**Task statement**.
The lines from the one with "in the target." through the last line below are to be copied exactly; no other lines are to be returned.

**Saved data entries**.
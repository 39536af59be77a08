//! Error types for content operations.

/// Errors arising from content-level validation.
#[derive(Debug, thiserror::Error)]
pub enum ContentError {
    /// The copied object's type may not be constructed in the target.
    #[error("content of type {type_id} can not be added here")]
    PasteNotAllowed { type_id: String },
}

**Output**.
    /// The copied object's type may not be constructed in the target.
    #[error("content of type {type_id} can not be added here")]
    PasteNotAllowed { type_id: String },
}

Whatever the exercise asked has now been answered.